- Óscar Afonso, vice-presidente da Associação Círculo de Estudo do Centralismo (ACEC), alertou na conferência anual da associação sobre a concentração de grandes projetos em Lisboa e a necessidade de diagnosticar as causas, não apenas os sintomas.
- O economista defendeu que fenómenos como despovoamento, envelhecimento e falta de investimento refletem problemas estruturais acumulados há décadas e não questões isoladas.
- Identificou duas fragilidades centrais: baixa coesão territorial e elevada especialização em atividades de baixo valor acrescentado, que se reforçam mutuamente.
- Apontou a ausência de reforma territorial do Estado, de estratégia de investimento público e de diversificação produtiva como causas do bloqueio ao desenvolvimento nacional.
- No plano territorial, destacou a concentração de população, poder de decisão e investimento na Área Metropolitana de Lisboa, em detrimento de outras regiões, e pediu descentralização, reorientação do investimento público e criação de polos regionais com massa crítica.

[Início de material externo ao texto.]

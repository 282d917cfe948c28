//! Per-agent, per-frame state records.

use nalgebra::{Vector2, Vector3};
use serde::{Deserialize, Serialize};

/// LiDAR configuration carried with every record.
///
/// Constant across V2X-Sim; not used by motion estimation.
#[derive(Debug, Clone, Copy, PartialEq, Serialize, Deserialize)]
pub struct LidarConfig {
    pub channels: u32,
    pub max_range_m: f64,
    pub points_per_second: u32,
    pub rotation_hz: f64,
}

impl Default for LidarConfig {
    fn default() -> Self {
        Self {
            channels: 32,
            max_range_m: 70.0,
            points_per_second: 250_000,
            rotation_hz: 20.0,
        }
    }
}

/// One observation of one agent at one frame.
#[derive(Debug, Clone, PartialEq, Serialize, Deserialize)]
pub struct AgentMeta {
    pub scene_id: usize,
    pub frame_id: usize,
    pub agent_id: u32,

    /// Capture time in seconds (GNSS record timestamp)
    pub timestamp: f64,

    /// GNSS position [x, y, z]
    pub position: Vector3<f64>,

    /// Compass yaw in radians, as recorded (not wrapped)
    pub yaw: f64,

    /// Finite-difference planar velocity [vx, vy] in m/s
    pub velocity: Vector2<f64>,

    /// Euclidean norm of `velocity`
    pub speed: f64,

    /// Finite-difference yaw rate in rad/s
    pub yaw_rate: f64,

    /// IMU linear acceleration [ax, ay, az]
    pub acceleration: Vector3<f64>,

    /// IMU angular rate [gx, gy, gz]
    pub angular_rate: Vector3<f64>,

    pub lidar: LidarConfig,
}

/// One agent slot of a frame: observed, or explicitly absent.
#[derive(Debug, Clone, PartialEq, Serialize, Deserialize)]
pub enum AgentSlot {
    Present(AgentMeta),
    Absent,
}

impl AgentSlot {
    pub fn is_present(&self) -> bool {
        matches!(self, AgentSlot::Present(_))
    }
}

impl From<AgentMeta> for AgentSlot {
    fn from(meta: AgentMeta) -> Self {
        AgentSlot::Present(meta)
    }
}

impl From<Option<AgentMeta>> for AgentSlot {
    fn from(meta: Option<AgentMeta>) -> Self {
        meta.map_or(AgentSlot::Absent, AgentSlot::Present)
    }
}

A conferência anual da Associação Círculo de Estudo do Centralismo (ACEC), na Faculdade de Economia da Universidade do Porto, centrou-se na avaliação dos grandes projetos previstos para Lisboa. O vice-presidente Óscar Afonso alertou para a necessidade de não avançar para soluções sem compreender as causas profundas dos problemas estruturais. O discurso enfatizou um diagnóstico rigoroso como ponto de partida para políticas públicas eficazes.
Para o economista, fenómenos como despovoamento, envelhecimento e investimento insuficiente são apenas manifestações de desequilíbrios acumulados ao longo de décadas. Afonso distinguiu diferenças naturais entre regiões de problemas persistentes que comprometem o desenvolvimento nacional quando se cristalizam, afetando a coesão e o crescimento.
O diagnóstico apresentado aponta para duas fragilidades centrais: baixa coesão territorial e elevada dependência de atividades de baixo valor acrescentado. Estas dimensões alimentam-se mutuamente, dificultando a convergência com economias mais desenvolvidas e gerando um bloqueio ao investimento privado e público.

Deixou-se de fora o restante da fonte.